In the third scenario, starting at a baseline of 4 percent higher spend overall, while allocating 33 percent of investment to IT in the first four years and increasing the overall budget by 4 percent annually, achieves the most dramatic results. This scenario sustains cost reductions and achieves more than three times the EBITDA lift by year five compared with scenario one.
These scenarios illustrate the value of investing in improving core IT, a move that can dramatically lower the time and cost to deliver new products and significantly increase engineering productivity. The result is that enterprise technology delivers significantly more value. While this strategy may be second nature to “born digital” companies, it is misunderstood by many large enterprises, which continually view IT as a cost rather than as a source of future value creation.
This view is borne out in our interviews. We found that most technology leaders understand that managing technology investment for value and not for cost is optimal, but few have fully made that shift when managing technology economics. They also receive little support from management to make this kind of change.
Executing on the six imperatives requires business–tech collaboration
Today, technology officers tell us they get demands and mandates from the rest of the management team, which creates an impetus for short-term and suboptimal decision-making. Our interviews show that only 13 percent of technology officers say that their business counterparts exhibit all the behaviors required for capturing value from technology investments most of the time (Exhibit 2).
Companies have an opportunity to mend this disconnect. That starts with the entire executive management team supporting long-term investment in technology. Business leaders can fund investment in IT platforms, support technology teams in mitigating risks, help specify product requirements, and equip their technology teams to embrace new ways of working based around AI.
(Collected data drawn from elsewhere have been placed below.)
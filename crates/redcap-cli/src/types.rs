use std::path::PathBuf;

use redcap_check::{ChoiceSummary, FieldTypeSummary, MissingVariableReport};

#[derive(Debug)]
pub struct RecordsResult {
    pub rows: usize,
    pub columns: usize,
    pub out: PathBuf,
}

#[derive(Debug)]
pub struct MetadataResult {
    pub fields: usize,
    pub out: PathBuf,
}

#[derive(Debug)]
pub struct MissingResult {
    pub expected: usize,
    pub report: MissingVariableReport,
    pub csv_path: PathBuf,
    pub json_path: PathBuf,
    pub chart_path: Option<PathBuf>,
    /// (field name, field type) for expected variables present in the
    /// metadata, when `--show-types` is set.
    pub present_types: Option<Vec<(String, String)>>,
}

#[derive(Debug)]
pub struct FieldTypesResult {
    pub total_fields: usize,
    pub counts: Vec<FieldTypeSummary>,
    pub csv_path: PathBuf,
    pub chart_path: Option<PathBuf>,
    /// (field type, field count, written path) per `--save-fields` request.
    pub field_lists: Vec<(String, usize, PathBuf)>,
}

#[derive(Debug)]
pub struct ChoicesResult {
    pub summaries: Vec<ChoiceSummary>,
    pub out: PathBuf,
}
//! Logging infrastructure using `tracing` and `tracing-subscriber`.
//!
//! API tokens are never logged; the client crates log request outcomes and
//! sizes only.

use std::fs::OpenOptions;
use std::io::{self, Write};
use std::path::PathBuf;
use std::sync::{Arc, Mutex};

use tracing::level_filters::LevelFilter;
use tracing_subscriber::{
    EnvFilter,
    fmt::{self, MakeWriter},
    layer::SubscriberExt,
    util::SubscriberInitExt,
};

/// Configuration for logging behavior.
#[derive(Debug, Clone)]
pub struct LogConfig {
    /// Maximum level to emit.
    pub level_filter: LevelFilter,
    /// Whether `RUST_LOG` may override the configured level.
    pub use_env_filter: bool,
    /// Output format.
    pub format: LogFormat,
    /// Whether to use ANSI colors.
    pub with_ansi: bool,
    /// Optional log file; stderr when unset.
    pub log_file: Option<PathBuf>,
}

impl Default for LogConfig {
    fn default() -> Self {
        Self {
            level_filter: LevelFilter::WARN,
            use_env_filter: true,
            format: LogFormat::default(),
            with_ansi: true,
            log_file: None,
        }
    }
}

/// Log output format.
#[derive(Debug, Clone, Copy, Default, PartialEq, Eq)]
pub enum LogFormat {
    /// Human-readable format with colors.
    #[default]
    Pretty,
    /// Compact single-line format.
    Compact,
    /// JSON format for machine parsing.
    Json,
}

/// Initialize the global tracing subscriber. Call once at startup.
///
/// # Errors
///
/// Returns an error if the log file cannot be opened.
pub fn init_logging(config: &LogConfig) -> io::Result<()> {
    if let Some(path) = &config.log_file {
        let file = OpenOptions::new().create(true).append(true).open(path)?;
        init_logging_with_writer(config, SharedFileWriter::new(file));
    } else {
        init_logging_with_writer(config, io::stderr);
    }
    Ok(())
}

/// Initialize logging with a custom writer (useful for testing).
pub fn init_logging_with_writer<W>(config: &LogConfig, writer: W)
where
    W: for<'writer> MakeWriter<'writer> + Send + Sync + 'static,
{
    let filter = build_env_filter(config);
    match config.format {
        LogFormat::Json => {
            let layer = fmt::layer().json().with_writer(writer).with_target(true);
            tracing_subscriber::registry()
                .with(filter)
                .with(layer)
                .init();
        }
        LogFormat::Compact => {
            let layer = fmt::layer()
                .compact()
                .with_writer(writer)
                .with_ansi(config.with_ansi)
                .with_target(false)
                .without_time();
            tracing_subscriber::registry()
                .with(filter)
                .with(layer)
                .init();
        }
        LogFormat::Pretty => {
            let layer = fmt::layer()
                .with_writer(writer)
                .with_ansi(config.with_ansi)
                .with_target(false)
                .without_time();
            tracing_subscriber::registry()
                .with(filter)
                .with(layer)
                .init();
        }
    }
}

/// Build the filter: our crates at the configured level, external crates at
/// warn to reduce noise. `RUST_LOG` wins when env filtering is allowed.
fn build_env_filter(config: &LogConfig) -> EnvFilter {
    let level = config.level_filter;
    let default = format!(
        "warn,redcap_cli={level},redcap_api={level},redcap_check={level},\
         redcap_ingest={level},redcap_model={level},redcap_report={level}"
    );
    if config.use_env_filter {
        EnvFilter::try_from_default_env().unwrap_or_else(|_| EnvFilter::new(default))
    } else {
        EnvFilter::new(default)
    }
}

#[derive(Clone)]
struct SharedFileWriter {
    file: Arc<Mutex<std::fs::File>>,
}

impl SharedFileWriter {
    fn new(file: std::fs::File) -> Self {
        Self {
            file: Arc::new(Mutex::new(file)),
        }
    }
}

struct SharedFileGuard {
    file: Arc<Mutex<std::fs::File>>,
}

impl Write for SharedFileGuard {
    fn write(&mut self, buf: &[u8]) -> io::Result<usize> {
        let mut guard = self
            .file
            .lock()
            .map_err(|_| io::Error::other("log file lock poisoned"))?;
        guard.write(buf)
    }

    fn flush(&mut self) -> io::Result<()> {
        let mut guard = self
            .file
            .lock()
            .map_err(|_| io::Error::other("log file lock poisoned"))?;
        guard.flush()
    }
}

impl<'a> MakeWriter<'a> for SharedFileWriter {
    type Writer = SharedFileGuard;

    fn make_writer(&'a self) -> Self::Writer {
        SharedFileGuard {
            file: Arc::clone(&self.file),
        }
    }
}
In parallel, technology officers can enhance their credibility when it comes to execution by rolling out products with the right functionality on time and on budget. They can increase buy-in for enterprise technology initiatives by establishing themselves as full partners in defining and achieving business strategy.
The path forward requires bold leadership from both business and technology leaders, but the choice is clear: Continue with the status quo and risk falling behind or embrace this AI moment to transform enterprise technology from a cost center into a value creator.